Background information
- Born: John T. Melick Jr. December 21, 1929 North Plainfield, New Jersey, U.S.
- Died: June 25, 2021 (aged 91)
- Genres: Jazz; big band; swing;
- Occupation(s): Musician, bandleader, arranger
- Instruments: Piano; clarinet;
- Years active: 1943–2021
- Labels: Chaparral; Carlton;
- Spouse: Nancy Dow ​ ​(m. 1956; div. 1961)​

= Jack Melick =

American bandleader (1929–2021)

John T. Melick Jr. (December 21, 1929 – June 25, 2021) was an American bandleader, pianist, and arranger.

== Early life ==
Melick was born and raised in North Plainfield, New Jersey, where he attended North Plainfield High School. Like many American kids of his era, piano lessons were an early part of his education. His mother was a school teacher and his father was an insurance salesman; both recognized his early interest and talent as a musician and encouraged his pursuit of a musical life. He proclaimed his intention to become a band leader at the age of 7. Raised on the Great American Songbook of the 1930s and 1940s, he became immersed in the jazz and big band cultures of his youth.

Among others, his early musical influences included famous jazz musicians like Louis Armstrong, Charlie Parker, Dizzy Gillespie, and Stan Kenton. His career would be most influenced by popular band leaders like Freddy Martin, Harry James, and Orrin Tucker.

Melick formed his first band at the age of 13 and had his first paying gig at the age of 14, playing the piano for students at a local dance studio. At the age of 16, fate offered him (and other musicians his age) a unique opportunity to perform publicly as the older and more experienced musicians were in Europe or Asia fighting in World War II. He began playing local dance gigs culminating in a summer 1946 engagement at Camp Sagamore (an adult resort) in the Pocono Mountains of Pennsylvania. It was an engagement him and his young band would play for the following two summers.
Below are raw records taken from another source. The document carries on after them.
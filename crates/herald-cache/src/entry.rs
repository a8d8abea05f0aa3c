//! Cache entry envelope and per-write options.

use serde::{Deserialize, Serialize, de::DeserializeOwned};
use std::time::Duration;
use time::OffsetDateTime;

use crate::error::CacheError;

/// The envelope stored for every cached value.
///
/// The payload is the MessagePack encoding of whatever the loader
/// returned; an entry is only ever replaced wholesale, never patched,
/// so a present entry is exactly one successful load.
#[derive(Debug, Clone, PartialEq, Serialize, Deserialize)]
pub struct CacheEntry {
    /// Opaque serialized payload.
    pub payload: Vec<u8>,
    /// Tags this key is indexed under, for group invalidation.
    pub tags: Vec<String>,
    /// Optional caller-managed version.
    pub version: Option<u64>,
    /// When this entry was written (Unix ms).
    pub stored_at_ms: i64,
}

impl CacheEntry {
    /// Build an entry from a serializable value and write options.
    pub fn new<T: Serialize>(value: &T, opts: &CacheOptions) -> Result<Self, CacheError> {
        let payload =
            rmp_serde::to_vec(value).map_err(|e| CacheError::encode(e.to_string()))?;
        Ok(Self {
            payload,
            tags: opts.tags.clone(),
            version: opts.version,
            stored_at_ms: (OffsetDateTime::now_utc().unix_timestamp_nanos() / 1_000_000) as i64,
        })
    }

    /// Decode the payload back into the caller's type.
    pub fn decode_payload<T: DeserializeOwned>(&self) -> Result<T, CacheError> {
        rmp_serde::from_slice(&self.payload).map_err(|e| CacheError::decode(e.to_string()))
    }

    /// Encode the whole envelope for the shared store.
    pub fn to_bytes(&self) -> Result<Vec<u8>, CacheError> {
        rmp_serde::to_vec(self).map_err(|e| CacheError::encode(e.to_string()))
    }

    /// Decode an envelope read from the shared store.
    pub fn from_bytes(bytes: &[u8]) -> Result<Self, CacheError> {
        rmp_serde::from_slice(bytes).map_err(|e| CacheError::decode(e.to_string()))
    }
}

/// Per-write cache options.
#[derive(Debug, Clone)]
pub struct CacheOptions {
    /// Time-to-live for the entry in the shared store (and the L1 copy).
    pub ttl: Duration,
    /// Tags to index the key under.
    pub tags: Vec<String>,
    /// Optional caller-managed version.
    pub version: Option<u64>,
}

impl CacheOptions {
    /// Options with the given TTL and no tags.
    pub fn ttl(ttl: Duration) -> Self {
        Self {
            ttl,
            tags: Vec::new(),
            version: None,
        }
    }

    /// Add tags for group invalidation.
    #[must_use]
    pub fn with_tags<I, S>(mut self, tags: I) -> Self
    where
        I: IntoIterator<Item = S>,
        S: Into<String>,
    {
        self.tags = tags.into_iter().map(Into::into).collect();
        self
    }

    /// Attach a caller-managed version.
    #[must_use]
    pub fn with_version(mut self, version: u64) -> Self {
        self.version = Some(version);
        self
    }
}

impl Default for CacheOptions {
    fn default() -> Self {
        Self::ttl(Duration::from_secs(300))
    }
}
Another primary influence in the direction of his career was a contemporary musician. William John "Bill" Evans was his classmate at North Plainfield High School and a friendly "competitor" for local music jobs during their high school years. A future jazz star and Grammy winner, Evans was usually the first choice to play the piano at local proms and social events. Rather than remain constantly in Evans' shadow as a pianist, Melick decided the best route to success on the local scene was to be the "leader of the band" and concentrate on commercial dance music.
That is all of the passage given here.